Exercise aim:
Copy out the lines of the material that include the string "super".

Given data:
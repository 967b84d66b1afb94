//! Assertion helpers for scenario cleanup behavioural tests.

use rstest_bdd_macros::then;
use stepkit::scenario::ScenarioReport;

use super::StepResult;
use super::state::{CleanupState, parse_names};
use super::steps::browser;

fn report(cleanup_state: &CleanupState) -> StepResult<ScenarioReport> {
    cleanup_state
        .report
        .get()
        .ok_or_else(|| String::from("scenario report should be recorded"))
}

fn display_option(view_mode: &str) -> String {
    format!("display_modes_custom[{view_mode}]")
}

#[then("the scenario passes")]
fn scenario_passes(cleanup_state: &CleanupState) -> StepResult<()> {
    report(cleanup_state)?
        .into_result()
        .map_err(|error| format!("expected the scenario to pass: {error}"))
}

#[then("the scenario fails at the step recording {name}")]
fn scenario_fails_at(cleanup_state: &CleanupState, name: String) -> StepResult<()> {
    let scenario_report = report(cleanup_state)?;
    let failure = scenario_report
        .failed_step
        .as_ref()
        .ok_or_else(|| String::from("expected a failed step"))?;
    if failure.step != format!("the step recording {name}") {
        return Err(format!("unexpected failing step: {}", failure.step));
    }
    if scenario_report.cleanup.is_some() {
        return Err(String::from("cleanup should have succeeded"));
    }
    Ok(())
}

#[then("the undo actions ran as {names}")]
fn undo_actions_ran_as(cleanup_state: &CleanupState, names: String) -> StepResult<()> {
    let expected = parse_names(&names);
    let ran = cleanup_state.ran.get().unwrap_or_default();
    if ran == expected {
        Ok(())
    } else {
        Err(format!("expected undo order {expected:?}, got {ran:?}"))
    }
}

#[then("cleanup reports failures for {names}")]
fn cleanup_reports_failures(cleanup_state: &CleanupState, names: String) -> StepResult<()> {
    let expected = parse_names(&names);
    let scenario_report = report(cleanup_state)?;
    if scenario_report.failed_step.is_some() {
        return Err(String::from("no step should have failed"));
    }
    let cleanup = scenario_report
        .cleanup
        .as_ref()
        .ok_or_else(|| String::from("expected cleanup failures"))?;
    let failed: Vec<String> = cleanup
        .failures
        .iter()
        .map(|failure| failure.operation.clone())
        .collect();
    if failed == expected {
        Ok(())
    } else {
        Err(format!("expected cleanup failures {expected:?}, got {failed:?}"))
    }
}

#[then("the {view_mode} view mode of {bundle} was customized during the scenario")]
fn customized_during(cleanup_state: &CleanupState, view_mode: String, bundle: String) -> StepResult<()> {
    let _ = (view_mode, bundle);
    match cleanup_state.customized_during.get() {
        Some(true) => Ok(()),
        Some(false) => Err(String::from("the view mode was not customized")),
        None => Err(String::from("customization state should be recorded")),
    }
}

#[then("the {view_mode} view mode of {bundle} is no longer customized")]
fn no_longer_customized(cleanup_state: &CleanupState, view_mode: String, bundle: String) -> StepResult<()> {
    let path = format!("admin/structure/types/manage/{bundle}");
    if browser(cleanup_state)?.is_checked(&path, &display_option(&view_mode)) {
        return Err(format!("{view_mode} display of {bundle} is still customized"));
    }
    report(cleanup_state)?
        .into_result()
        .map_err(|error| format!("expected the scenario to pass: {error}"))
}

Problem solution:
use super::StepResult;
use super::state::{CleanupState, parse_names};
use super::steps::browser;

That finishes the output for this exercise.